WHAT YOU WILL DO: Write how many lines in the records below include the string "true". No other text should be given.

INPUT MATERIAL:
================

#[cfg(test)]
mod tests {
    use super::*;
    use crate::games::types::Color;
    use crate::storage::MemoryStore;

    async fn ledger_with_user(balance: Amount) -> (Arc<BetLedger>, Arc<MemoryStore>) {
        let store = Arc::new(MemoryStore::new());
        store.create_user("alice", balance).await.unwrap();
        let ledger = BetLedger::new(
            store.clone(),
            BettingWindow::open_for(1),
            Duration::from_secs(1),
            Arc::new(EngineMetrics::new()),
        );
        (Arc::new(ledger), store)
    }

    #[tokio::test]
    async fn test_place_then_drain_returns_bet_once() {
        let (ledger, store) = ledger_with_user(10_000).await;

        let placed = ledger.place_bet("alice", "color", "red", 1_000).await.unwrap();
        assert_eq!(placed.balance, 9_000);
        assert_eq!(placed.bet.round_id, 1);
        assert_eq!(placed.bet.selection, BetSelection::Color(Color::Red));
        assert_eq!(store.get_user("alice").await.unwrap().balance, 9_000);

        assert_eq!(ledger.drain_round(1).await.unwrap(), vec![placed.bet]);
        assert!(ledger.drain_round(1).await.unwrap().is_empty());
    }

    #[tokio::test]
    async fn test_rejections_leave_balance_untouched() {
        let (ledger, store) = ledger_with_user(1_000).await;

        assert!(matches!(
            ledger.place_bet("alice", "parity", "odd", 100).await,
            Err(BetError::InvalidCategory(_))
        ));
        assert!(matches!(
            ledger.place_bet("alice", "number", "12", 100).await,
            Err(BetError::InvalidValue { .. })
        ));
        assert_eq!(
            ledger.place_bet("alice", "size", "big", 0).await,
            Err(BetError::InvalidStake)
        );
        assert_eq!(
            ledger.place_bet("alice", "size", "big", 1_001).await,
            Err(BetError::InsufficientFunds {
                balance: 1_000,
                stake: 1_001
            })
        );
        assert!(matches!(
            ledger.place_bet("nobody", "size", "big", 1).await,
            Err(BetError::UserNotFound(_))
        ));

        assert_eq!(store.get_user("alice").await.unwrap().balance, 1_000);
        assert!(ledger.drain_round(1).await.unwrap().is_empty());
    }

    #[tokio::test]
    async fn test_closed_window_rejects() {
        let (ledger, _store) = ledger_with_user(1_000).await;
        ledger.window().close(1).await;

        assert_eq!(
            ledger.place_bet("alice", "color", "red", 100).await,
            Err(BetError::BettingClosed { round_id: 1 })
        );

        ledger.window().open(2).await;
        let placed = ledger.place_bet("alice", "color", "red", 100).await.unwrap();
        assert_eq!(placed.bet.round_id, 2);
    }

    #[tokio::test]
    async fn test_typed_selection_is_validated() {
        let (ledger, _store) = ledger_with_user(1_000).await;
        assert!(matches!(
            ledger.place_selection("alice", BetSelection::Number(11), 100).await,
            Err(BetError::InvalidValue { .. })
        ));
        assert!(ledger
            .place_selection("alice", BetSelection::Number(9), 100)
            .await
            .is_ok());
    }

    #[tokio::test]
    async fn test_concurrent_bets_never_overdraw() {
        let (ledger, store) = ledger_with_user(1_000).await;

        let tasks: Vec<_> = (0..25)
            .map(|_| {
                let ledger = ledger.clone();
                tokio::spawn(async move { ledger.place_bet("alice", "number", "3", 300).await })
            })
            .collect();

        let mut accepted = 0;
        let mut insufficient = 0;
        for task in futures::future::join_all(tasks).await {
            match task.unwrap() {
                Ok(_) => accepted += 1,
                Err(BetError::InsufficientFunds { .. }) => insufficient += 1,
                Err(other) => panic!("unexpected rejection: {other}"),
            }
        }

        // floor(1000 / 300)
        assert_eq!(accepted, 3);
        assert_eq!(insufficient, 22);
        assert_eq!(store.get_user("alice").await.unwrap().balance, 100);
        let drained = ledger.drain_round(1).await.unwrap();
        assert_eq!(drained.iter().map(|b| b.stake).sum::<u64>(), 900);
    }

    #[tokio::test]
    async fn test_close_waits_for_in_flight_placement() {
        let (ledger, store) = ledger_with_user(1_000).await;
        store.set_latency(Duration::from_millis(50));

        let placing = {
            let ledger = ledger.clone();
            tokio::spawn(async move { ledger.place_bet("alice", "size", "small", 100).await })
        };
        tokio::time::sleep(Duration::from_millis(10)).await;

        ledger.window().close(1).await;
        store.set_latency(Duration::ZERO);

        // The placement started before the close, so it lands in round 1
        assert!(placing.await.unwrap().is_ok());
        assert_eq!(ledger.drain_round(1).await.unwrap().len(), 1);
    }

    #[tokio::test(start_paused = true)]
    async fn test_close_is_not_blocked_by_queued_bets_of_one_user() {
        let (ledger, store) = ledger_with_user(1_000_000).await;
        store.set_latency(Duration::from_millis(100));

        let tasks: Vec<_> = (0..50)
            .map(|_| {
                let ledger = ledger.clone();
                tokio::spawn(async move { ledger.place_bet("alice", "color", "red", 100).await })
            })
            .collect();
        tokio::time::sleep(Duration::from_millis(10)).await;

        // One placement is in flight (get_user + place_bet); the rest queue on alice's lock
        let started = tokio::time::Instant::now();
        ledger.window().close(1).await;
        assert!(
            started.elapsed() < Duration::from_millis(500),
            "close waited {:?}",
            started.elapsed()
        );

        let mut accepted = 0;
        let mut closed = 0;
        for task in futures::future::join_all(tasks).await {
            match task.unwrap() {
                Ok(_) => accepted += 1,
                Err(BetError::BettingClosed { round_id: 1 }) => closed += 1,
                Err(other) => panic!("unexpected rejection: {other}"),
            }
        }
        assert!(accepted >= 1 && accepted <= 2, "accepted {accepted}");
        assert_eq!(accepted + closed, 50);

        store.set_latency(Duration::ZERO);
        assert_eq!(ledger.drain_round(1).await.unwrap().len(), accepted);
        assert_eq!(
            store.get_user("alice").await.unwrap().balance,
            1_000_000 - 100 * accepted as u64
        );
    }

    #[tokio::test]
    async fn test_user_locks_are_released_after_placement() {
        let (ledger, store) = ledger_with_user(10_000).await;
        store.create_user("bob", 10_000).await.unwrap();

        let tasks: Vec<_> = ["alice", "bob", "alice", "bob", "nobody"]
            .into_iter()
            .map(|user| {
                let ledger = ledger.clone();
                tokio::spawn(async move { ledger.place_bet(user, "size", "big", 100).await })
            })
            .collect();
        futures::future::join_all(tasks).await;

        assert!(ledger.user_locks.is_empty());
        assert_eq!(store.get_user("alice").await.unwrap().balance, 9_800);
        assert_eq!(store.get_user("bob").await.unwrap().balance, 9_800);
    }

    #[tokio::test]
    async fn test_refund_returns_stakes_per_user() {
        let (ledger, store) = ledger_with_user(1_000).await;
        store.create_user("bob", 1_000).await.unwrap();
        ledger.place_bet("alice", "color", "red", 300).await.unwrap();
        ledger.place_bet("alice", "number", "4", 200).await.unwrap();
        ledger.place_bet("bob", "size", "small", 700).await.unwrap();

        let drained = ledger.drain_round(1).await.unwrap();
        assert_eq!(drained.len(), 3);
        ledger.refund_bets(drained).await.unwrap();

        assert_eq!(store.get_user("alice").await.unwrap().balance, 1_000);
        assert_eq!(store.get_user("bob").await.unwrap().balance, 1_000);
    }

    #[tokio::test]
    async fn test_refund_hands_back_unrefunded_bets_on_outage() {
        let (ledger, store) = ledger_with_user(1_000).await;
        ledger.place_bet("alice", "color", "red", 300).await.unwrap();
        let drained = ledger.drain_round(1).await.unwrap();

        store.set_available(false);
        let (remaining, err) = ledger.refund_bets(drained.clone()).await.unwrap_err();
        assert_eq!(remaining, drained);
        assert!(matches!(err, StorageError::Unavailable(_)));

        store.set_available(true);
        ledger.refund_bets(remaining).await.unwrap();
        assert_eq!(store.get_user("alice").await.unwrap().balance, 1_000);
    }

    #[tokio::test]
    async fn test_current_bets_filters_open_round() {
        let (ledger, _store) = ledger_with_user(1_000).await;
        ledger.place_bet("alice", "color", "green", 100).await.unwrap();
        ledger.window().close(1).await;
        ledger.window().open(2).await;
        ledger.place_bet("alice", "color", "purple", 100).await.unwrap();

        let current = ledger.current_bets("alice").await.unwrap();
        assert_eq!(current.len(), 1);
        assert_eq!(current[0].round_id, 2);
    }
}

================

SOLUTION TO THIS PROBLEM: 2